* What the task asks *
Report every line of the listing below in which the string "directives" appears.

○ ○ ○ ○ ○ ○ ○

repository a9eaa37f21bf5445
use anyhow::{Context, Result};
use tracing::debug;

use super::raw::RawConfig;
use super::resolved::ResolvedConfig;
use super::sources::build_config;
use crate::cli::CliArgs;

/// Layer config files and `HISTMERGE__*` variables, apply CLI flags on top,
/// then resolve and validate the provider settings.
pub fn load(cli: &CliArgs) -> Result<ResolvedConfig> {
	let mut raw: RawConfig = build_config(cli)?
		.try_deserialize()
		.context("failed to deserialize histmerge configuration")?;
	raw.apply_cli_overrides(cli);
	let config = raw.resolve(cli)?;
	debug!(
		snapshot = %config.snapshot.display(),
		limit = config.limit,
		host_filter = config.host_filter.as_deref(),
		"resolved configuration"
	);
	Ok(config)
}
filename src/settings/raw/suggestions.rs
use serde::Deserialize;

use histmerge::DEFAULT_COMBINED_SUGGESTION_LIMIT;

use crate::cli::CliArgs;

use super::super::util::sanitize_label;

/// `[suggestions]` options as they are read from disk.
#[derive(Debug, Clone, Default, Deserialize)]
#[serde(default)]
pub(super) struct SuggestionsSection {
    pub(super) limit: Option<usize>,
    pub(super) host_filter: Option<String>,
    pub(super) header: Option<String>,
    pub(super) editable: Option<bool>,
}

/// Suggestion settings with defaults filled in.
pub(super) struct SuggestionSettings {
    pub(super) limit: usize,
    pub(super) host_filter: Option<String>,
    pub(super) header: Option<String>,
    pub(super) editable: bool,
}

impl SuggestionsSection {
    pub(super) fn apply_cli_overrides(&mut self, cli: &CliArgs) {
        if let Some(value) = cli.limit {
            self.limit = Some(value);
        }
        if let Some(value) = cli.host_filter.clone() {
            self.host_filter = Some(value);
        }
        if let Some(value) = cli.header.clone() {
            self.header = Some(value);
        }
        if let Some(value) = cli.editable {
            self.editable = Some(value);
        }
    }

    pub(super) fn finalize(self) -> SuggestionSettings {
        SuggestionSettings {
            limit: self.limit.unwrap_or(DEFAULT_COMBINED_SUGGESTION_LIMIT),
            host_filter: self
                .host_filter
                .map(|filter| filter.trim().to_string())
                .filter(|filter| !filter.is_empty()),
            header: sanitize_label(self.header),
            editable: self.editable.unwrap_or(true),
        }
    }
}
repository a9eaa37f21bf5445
mod cli;
mod settings;
mod snapshot;
mod workflow;

use anyhow::Result;
use cli::{CliArgs, OutputFormat, parse_cli, print_json, print_plain};
use histmerge::logging;
use settings::ResolvedConfig;
use workflow::SuggestWorkflow;

fn main() -> Result<()> {
	let cli = parse_cli();
	logging::initialize(logging::directive_for_verbosity(cli.verbose));

	let resolved = settings::load(&cli)?;

	if cli.print_config {
		resolved.print_summary();
	}

	run_queries(&cli, resolved)
}

/// Feed the queries through the provider and print output in the chosen format.
fn run_queries(cli: &CliArgs, settings: ResolvedConfig) -> Result<()> {
	let workflow = SuggestWorkflow::from_config(settings)?;
	let queries: Vec<&str> = if cli.queries.is_empty() {
		vec![""]
	} else {
		cli.queries.iter().map(String::as_str).collect()
	};

	let mut reports = workflow.run(queries)?;
	if !cli.all {
		reports = reports.split_off(reports.len().saturating_sub(1));
	}

	match cli.output {
		OutputFormat::Plain => print_plain(&reports),
		OutputFormat::Json => print_json(&reports)?,
	}

	Ok(())
}
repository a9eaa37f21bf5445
//! Diagnostic logging setup.
//!
//! The library only emits `tracing` events; binaries decide where they go.
//! `HISTMERGE_LOG` accepts the usual `EnvFilter` directives and wins over the
//! default passed by the caller.

use std::sync::Once;

use tracing_subscriber::EnvFilter;

/// Environment variable consulted for log directives.
pub const LOG_ENV: &str = "HISTMERGE_LOG";

static INIT: Once = Once::new();

/// Map a repeat count of `-v` flags onto a filter directive.
#[must_use]
pub fn directive_for_verbosity(verbosity: u8) -> &'static str {
	match verbosity {
		0 => "histmerge=warn,histmerge_provider_api=warn",
		1 => "histmerge=info,histmerge_provider_api=info",
		2 => "histmerge=debug,histmerge_provider_api=debug",
		_ => "histmerge=trace,histmerge_provider_api=trace",
	}
}

/// Install a stderr subscriber. Later calls are no-ops.
pub fn initialize(default_directive: &str) {
	INIT.call_once(|| {
		let filter = EnvFilter::try_from_env(LOG_ENV)
			.unwrap_or_else(|_| EnvFilter::new(default_directive));

		// Another subscriber may already be installed by an embedding binary.
		let _ = tracing_subscriber::fmt()
			.with_env_filter(filter)
			.with_writer(std::io::stderr)
			.with_target(true)
			.try_init();
	});
}
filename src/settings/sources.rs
use std::env;
use std::path::PathBuf;

use anyhow::{Result, anyhow};
use config::{Config, ConfigError, File};

use crate::cli::CliArgs;
use histmerge::app_dirs;

/// Prefix shared by every environment override, e.g. `HISTMERGE__SUGGESTIONS__LIMIT`.
pub(super) const ENV_PREFIX: &str = "histmerge";

/// Build a [`Config`] instance by combining default locations with CLI overrides.
pub(super) fn build_config(cli: &CliArgs) -> Result<Config> {
    let mut builder = Config::builder();

    if !cli.no_config {
        for path in default_config_files() {
            builder = builder.add_source(File::from(path).required(false));
        }
    }

    for path in &cli.config {
        builder = builder.add_source(File::from(path.clone()).required(true));
    }

    builder = builder.add_source(
        config::Environment::with_prefix(ENV_PREFIX)
            .separator("__")
            .try_parsing(true),
    );

    builder.build().map_err(|err| match err {
        ConfigError::Frozen => anyhow!("configuration builder is frozen"),
        other => other.into(),
    })
}

/// Discover the default configuration file locations that should be consulted.
pub(super) fn default_config_files() -> Vec<PathBuf> {
    let mut files = Vec::new();

    if let Ok(dir) = app_dirs::get_config_dir() {
        files.push(dir.join("config.toml"));
    }

    if let Ok(current_dir) = env::current_dir() {
        files.push(current_dir.join(".histmerge.toml"));
        files.push(current_dir.join("histmerge.toml"));
    }

    files
}
use std::sync::atomic::{AtomicU64, Ordering};

/// Inputs handed to a backend for a single ranked read.
///
/// Besides the query text the context carries the generation that issued the
/// read and a view of the provider's latest generation, so long-running
/// backends can notice that a newer query superseded them and stop early.
/// Cancellation keyed on text alone cannot tell two identical queries apart;
/// the generation can.
#[derive(Clone, Copy)]
pub struct ReadContext<'a> {
    text: &'a str,
    generation: u64,
    latest_generation: &'a AtomicU64,
}

impl<'a> ReadContext<'a> {
    /// Create a context for a read issued by query `generation`.
    #[must_use]
    pub fn new(text: &'a str, generation: u64, latest_generation: &'a AtomicU64) -> Self {
        Self {
            text,
            generation,
            latest_generation,
        }
    }

    /// Raw query text as typed by the user.
    #[must_use]
    pub fn text(&self) -> &'a str {
        self.text
    }

    /// Generation of the query that issued this read.
    #[must_use]
    pub fn generation(&self) -> u64 {
        self.generation
    }

    /// Whether a newer query has been issued since this read started.
    #[must_use]
    pub fn is_superseded(&self) -> bool {
        self.latest_generation.load(Ordering::Acquire) != self.generation
    }
}

impl std::fmt::Debug for ReadContext<'_> {
    fn fmt(&self, f: &mut std::fmt::Formatter<'_>) -> std::fmt::Result {
        f.debug_struct("ReadContext")
            .field("text", &self.text)
            .field("generation", &self.generation)
            .finish()
    }
}

#[cfg(test)]
mod tests {
    use super::*;

    #[test]
    fn context_notices_newer_generation() {
        let latest = AtomicU64::new(3);
        let context = ReadContext::new("moz", 3, &latest);
        assert!(!context.is_superseded());

        latest.store(4, Ordering::Release);
        assert!(context.is_superseded());
        assert_eq!(context.text(), "moz");
        assert_eq!(context.generation(), 3);
    }
}
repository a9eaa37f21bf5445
mod definitions;
mod options;
mod styles;

use clap::Parser;
pub(crate) use definitions::CliArgs;
pub(crate) use options::OutputFormat;

/// Parse command line arguments into the strongly typed [`CliArgs`] structure.
pub(crate) fn parse_cli() -> CliArgs {
	CliArgs::parse()
}

#[cfg(test)]
mod tests;
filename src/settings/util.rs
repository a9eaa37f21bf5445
/// Trim a user supplied label, treating blank text as absent.
pub(super) fn sanitize_label(label: Option<String>) -> Option<String> {
    label
        .map(|label| label.trim().to_string())
        .filter(|label| !label.is_empty())
}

○ ○ ○ ○ ○ ○ ○

* Answer to this problem *
//! `HISTMERGE_LOG` accepts the usual `EnvFilter` directives and wins over the
/// Environment variable consulted for log directives.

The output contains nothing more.